[WORK TO BE COMPLETED] Go through the lines below and retype each one exactly.
---- DATASET CONTENT
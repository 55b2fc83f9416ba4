use std::path::PathBuf;

/// A discovered project rooted at a git working directory.
///
/// `git_dir` is the gitdir serving this working directory (for linked
/// worktrees that is `.git/worktrees/<name>`), while `common_dir` is the
/// shared gitdir holding refs. `HEAD` and `index` live under `git_dir`;
/// `refs/stash` lives under `common_dir`.
#[derive(Debug, Clone, PartialEq)]
pub struct ProjectInfo {
    pub id: String,
    pub name: String,
    pub root: PathBuf,
    pub git_dir: PathBuf,
    pub common_dir: PathBuf,
}

impl ProjectInfo {
    pub fn new(
        id: String,
        name: String,
        root: PathBuf,
        git_dir: PathBuf,
        common_dir: PathBuf,
    ) -> Self {
        Self {
            id,
            name,
            root,
            git_dir,
            common_dir,
        }
    }

    pub fn spec_dir(&self) -> PathBuf {
        self.root.join("spec")
    }

    pub fn work_units_path(&self) -> PathBuf {
        self.spec_dir().join("work-units.json")
    }

    pub fn epics_path(&self) -> PathBuf {
        self.spec_dir().join("epics.json")
    }

    /// Checkpoint index directory, one JSON document per work unit.
    pub fn checkpoints_dir(&self) -> PathBuf {
        self.root.join(".workdeck").join("checkpoints")
    }
}

/// A checkpoint recovered from the stash reflog.
///
/// Stash entries carry structured messages of the form
/// `checkpoint(<work-unit-id>): <name>`; entries that don't parse are not
/// checkpoints and are skipped.
#[derive(Debug, Clone, PartialEq)]
pub struct StashCheckpoint {
    pub work_unit_id: String,
    pub name: String,
    pub stash_index: usize,
}

/// Working-tree status counts for the dashboard's file panel.
#[derive(Debug, Clone, PartialEq, Default)]
pub struct FileStatusCounts {
    /// Current branch shorthand, `None` on an unborn branch.
    pub branch: Option<String>,
    pub staged: usize,
    pub unstaged: usize,
    pub untracked: usize,
}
--------
[SOLUTION TO THE EXERCISE]
repository 55b2fc83f9416ba4
use std::path::PathBuf;

/// A discovered project rooted at a git working directory.
///
/// `git_dir` is the gitdir serving this working directory (for linked
/// worktrees that is `.git/worktrees/<name>`), while `common_dir` is the
/// shared gitdir holding refs. `HEAD` and `index` live under `git_dir`;
/// `refs/stash` lives under `common_dir`.
#[derive(Debug, Clone, PartialEq)]
pub struct ProjectInfo {
    pub id: String,
    pub name: String,
    pub root: PathBuf,
    pub git_dir: PathBuf,
    pub common_dir: PathBuf,
}

impl ProjectInfo {
    pub fn new(
        id: String,
        name: String,
        root: PathBuf,
        git_dir: PathBuf,
        common_dir: PathBuf,
    ) -> Self {
        Self {
            id,
            name,
            root,
            git_dir,
            common_dir,
        }
    }

    pub fn spec_dir(&self) -> PathBuf {
        self.root.join("spec")
    }

    pub fn work_units_path(&self) -> PathBuf {
        self.spec_dir().join("work-units.json")
    }

    pub fn epics_path(&self) -> PathBuf {
        self.spec_dir().join("epics.json")
    }

    /// Checkpoint index directory, one JSON document per work unit.
    pub fn checkpoints_dir(&self) -> PathBuf {
        self.root.join(".workdeck").join("checkpoints")
    }
}

/// A checkpoint recovered from the stash reflog.
///
/// Stash entries carry structured messages of the form
/// `checkpoint(<work-unit-id>): <name>`; entries that don't parse are not
/// checkpoints and are skipped.
#[derive(Debug, Clone, PartialEq)]
pub struct StashCheckpoint {
    pub work_unit_id: String,
    pub name: String,
    pub stash_index: usize,
}

/// Working-tree status counts for the dashboard's file panel.
#[derive(Debug, Clone, PartialEq, Default)]
pub struct FileStatusCounts {
    /// Current branch shorthand, `None` on an unborn branch.
    pub branch: Option<String>,
    pub staged: usize,
    pub unstaged: usize,
    pub untracked: usize,
}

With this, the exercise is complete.